Accessibility: An easy way to find site barriers for customers
In the past it’s not been easy for companies to determine whether their sites are accessible so that they can be used by everyone, including users with visual impairments who use assistive technologies, such as screen readers, and users with physical impairments who don’t use a mouse or trackball. Groups such as the Worldwide Web Consortium (W3C) and the Web Accessibility Initiative (WAI) have documented Web Content Accessibility Guidelines (WCAG) for project teams to evaluate how accessible their sites are. However, understanding and using these guidelines has not been simple for project teams because many of the standards and guidelines are very technical and often raise more questions than they answer.
Enter the “Easy Checks—A First Review of Web Accessibility” that are aimed at helping non-technical people assess whether their websites have barriers that prevent some potential customers from using the site.
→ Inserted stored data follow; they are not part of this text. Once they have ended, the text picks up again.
//! Parameter descriptors
//!
//! A [`FieldDefinition`] is assembled in one step by [`FieldDefinitionBuilder`]
//! and is immutable afterwards. Every handler parameter gets exactly one.

use std::fmt;

use crate::dependency::DependencySpec;
use crate::error::BinderError;
use crate::extractors::Extractor;
use crate::handler::ParamKind;
use crate::types::Annotation;
use crate::value::Value;

// ============================================================================
// Source
// ============================================================================

/// Where a parameter's value comes from
#[derive(Debug, Clone, Copy, PartialEq, Eq, Hash)]
pub enum Source {
    Path,
    Query,
    Header,
    Cookie,
    Body,
    Form,
    File,
    Dependency,
    Request,
}

impl Source {
    /// Location name used in error reports
    pub fn as_str(&self) -> &'static str {
        match self {
            Self::Path => "path",
            Self::Query => "query",
            Self::Header => "header",
            Self::Cookie => "cookie",
            Self::Body => "body",
            Self::Form => "form",
            Self::File => "file",
            Self::Dependency => "dependency",
            Self::Request => "request",
        }
    }

    /// Sources that read the request payload
    pub fn reads_body(&self) -> bool {
        matches!(self, Self::Body | Self::Form | Self::File)
    }

    /// Sources served by a compiled extractor
    pub fn has_extractor(&self) -> bool {
        !matches!(self, Self::Dependency | Self::Request)
    }
}

impl fmt::Display for Source {
    fn fmt(&self, f: &mut fmt::Formatter<'_>) -> fmt::Result {
        f.write_str(self.as_str())
    }
}

/// How an argument is handed to the callable
#[derive(Debug, Clone, Copy, PartialEq, Eq)]
pub enum PassKind {
    Positional,
    Keyword,
}

impl From<ParamKind> for PassKind {
    fn from(kind: ParamKind) -> Self {
        match kind {
            ParamKind::PositionalOnly => PassKind::Positional,
            ParamKind::PositionalOrKeyword | ParamKind::KeywordOnly => PassKind::Keyword,
        }
    }
}

// ============================================================================
// FieldDefinition
// ============================================================================

/// Compiled descriptor of one handler parameter
#[derive(Clone)]
pub struct FieldDefinition {
    name: String,
    source: Source,
    annotation: Annotation,
    alias: Option<String>,
    default: Option<Value>,
    kind: ParamKind,
    extractor: Option<Extractor>,
    dependency: Option<DependencySpec>,
}

impl FieldDefinition {
    pub fn builder(name: impl Into<String>, source: Source, annotation: Annotation) -> FieldDefinitionBuilder {
        FieldDefinitionBuilder {
            name: name.into(),
            source,
            annotation,
            alias: None,
            default: None,
            kind: ParamKind::default(),
            extractor: None,
            dependency: None,
        }
    }

    pub fn name(&self) -> &str {
        &self.name
    }

    pub fn source(&self) -> Source {
        self.source
    }

    pub fn annotation(&self) -> &Annotation {
        &self.annotation
    }

    pub fn alias(&self) -> Option<&str> {
        self.alias.as_deref()
    }

    /// External key: alias, else name
    pub fn key(&self) -> &str {
        self.alias.as_deref().unwrap_or(&self.name)
    }

    pub fn default(&self) -> Option<&Value> {
        self.default.as_ref()
    }

    pub fn is_optional(&self) -> bool {
        self.annotation.is_optional()
    }

    /// Missing values are an error only for required fields
    pub fn is_required(&self) -> bool {
        self.default.is_none() && !self.is_optional()
    }

    pub fn kind(&self) -> ParamKind {
        self.kind
    }

    pub fn pass_kind(&self) -> PassKind {
        self.kind.into()
    }

    pub fn extractor(&self) -> Option<&Extractor> {
        self.extractor.as_ref()
    }

    pub fn dependency(&self) -> Option<&DependencySpec> {
        self.dependency.as_ref()
    }
}

impl PartialEq for FieldDefinition {
    /// Structural equality; extractors compare by the source they read
    fn eq(&self, other: &Self) -> bool {
        self.name == other.name
            && self.source == other.source
            && self.annotation == other.annotation
            && self.alias == other.alias
            && self.default == other.default
            && self.kind == other.kind
            && self.extractor.as_ref().map(Extractor::source) == other.extractor.as_ref().map(Extractor::source)
            && self.dependency == other.dependency
    }
}

impl fmt::Debug for FieldDefinition {
    fn fmt(&self, f: &mut fmt::Formatter<'_>) -> fmt::Result {
        f.debug_struct("FieldDefinition")
            .field("name", &self.name)
            .field("source", &self.source)
            .field("annotation", &self.annotation)
            .field("alias", &self.alias)
            .field("default", &self.default)
            .field("kind", &self.kind)
            .field("extractor", &self.extractor)
            .field("dependency", &self.dependency)
            .finish()
    }
}

/// Builder for [`FieldDefinition`]
pub struct FieldDefinitionBuilder {
    name: String,
    source: Source,
    annotation: Annotation,
    alias: Option<String>,
    default: Option<Value>,
    kind: ParamKind,
    extractor: Option<Extractor>,
    dependency: Option<DependencySpec>,
}

impl FieldDefinitionBuilder {
    pub fn alias(mut self, alias: Option<String>) -> Self {
        self.alias = alias;
        self
    }

    pub fn default(mut self, default: Option<Value>) -> Self {
        self.default = default;
        self
    }

    pub fn kind(mut self, kind: ParamKind) -> Self {
        self.kind = kind;
        self
    }

    pub fn extractor(mut self, extractor: Extractor) -> Self {
        self.extractor = Some(extractor);
        self
    }

    pub fn dependency(mut self, dependency: DependencySpec) -> Self {
        self.dependency = Some(dependency);
        self
    }

    /// Check the parts agree with the source and freeze the descriptor
    pub fn build(self, handler: &str) -> Result<FieldDefinition, BinderError> {
        let invalid = |reason: String| BinderError::InvalidParameter {
            handler: handler.to_string(),
            param: self.name.clone(),
            reason,
        };

        match self.source {
            Source::Request if self.extractor.is_some() || self.dependency.is_some() => {
                return Err(invalid("binds the request and cannot have an extractor".to_string()));
            }
            Source::Dependency if self.dependency.is_none() || self.extractor.is_some() => {
                return Err(invalid("is a dependency but has no compiled dependency".to_string()));
            }
            source if source.has_extractor() => match &self.extractor {
                Some(extractor) if extractor.source() == source && self.dependency.is_none() => {}
                _ => return Err(invalid(format!("needs a {} extractor", source))),
            },
            _ => {}
        }

        Ok(FieldDefinition {
            name: self.name,
            source: self.source,
            annotation: self.annotation,
            alias: self.alias,
            default: self.default,
            kind: self.kind,
            extractor: self.extractor,
            dependency: self.dependency,
        })
    }
}

#[cfg(test)]
mod tests {
    use super::*;
    use crate::config::BinderConfig;
    use crate::extractors::{build_extractor, ExtractorInput};

    fn query_extractor(key: &str) -> Extractor {
        let annotation = Annotation::string();
        build_extractor(
            ExtractorInput {
                source: Source::Query,
                key,
                annotation: &annotation,
                default: None,
                embed: false,
            },
            &BinderConfig::default(),
        )
        .unwrap()
    }

    #[test]
    fn test_pass_kind_from_param_kind() {
        assert_eq!(PassKind::from(ParamKind::PositionalOnly), PassKind::Positional);
        assert_eq!(PassKind::from(ParamKind::PositionalOrKeyword), PassKind::Keyword);
        assert_eq!(PassKind::from(ParamKind::KeywordOnly), PassKind::Keyword);
    }

    #[test]
    fn test_build_query_field() {
        let field = FieldDefinition::builder("q", Source::Query, Annotation::optional(Annotation::string()))
            .default(Some(Value::from("all")))
            .extractor(query_extractor("q"))
            .build("search")
            .unwrap();

        assert_eq!(field.key(), "q");
        assert!(!field.is_required());
        assert_eq!(field.pass_kind(), PassKind::Keyword);
    }

    #[test]
    fn test_build_rejects_missing_extractor() {
        let error = FieldDefinition::builder("q", Source::Query, Annotation::string())
            .build("search")
            .unwrap_err();
        assert!(matches!(error, BinderError::InvalidParameter { .. }));
    }

    #[test]
    fn test_build_rejects_mismatched_extractor() {
        let result = FieldDefinition::builder("id", Source::Path, Annotation::int())
            .extractor(query_extractor("id"))
            .build("get_item");
        assert!(result.is_err());
    }

    #[test]
    fn test_build_request_field() {
        let field = FieldDefinition::builder("request", Source::Request, Annotation::Request)
            .build("raw")
            .unwrap();
        assert!(field.extractor().is_none());
        assert!(field.dependency().is_none());
    }

    #[test]
    fn test_structural_equality() {
        let build = || {
            FieldDefinition::builder("q", Source::Query, Annotation::string())
                .extractor(query_extractor("q"))
                .build("search")
                .unwrap()
        };
        assert_eq!(build(), build());
    }
}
The working draft of the Easy Checks (http://www.w3.org/WAI/eval/preliminary#title ) provides simple steps that are actually easy for team members, even non-developers, to visually evaluate the accessibility of a web page. They range from making sure that each page has a page title (what’s displayed in most browser tabs) that briefly and uniquely describes the content of the page, to checking the basic structure of the web page (without images and CSS style sheets) to determine if the information makes sense when read in the order shown. In addition to describing what to look for and how to check it, there are tips for next steps.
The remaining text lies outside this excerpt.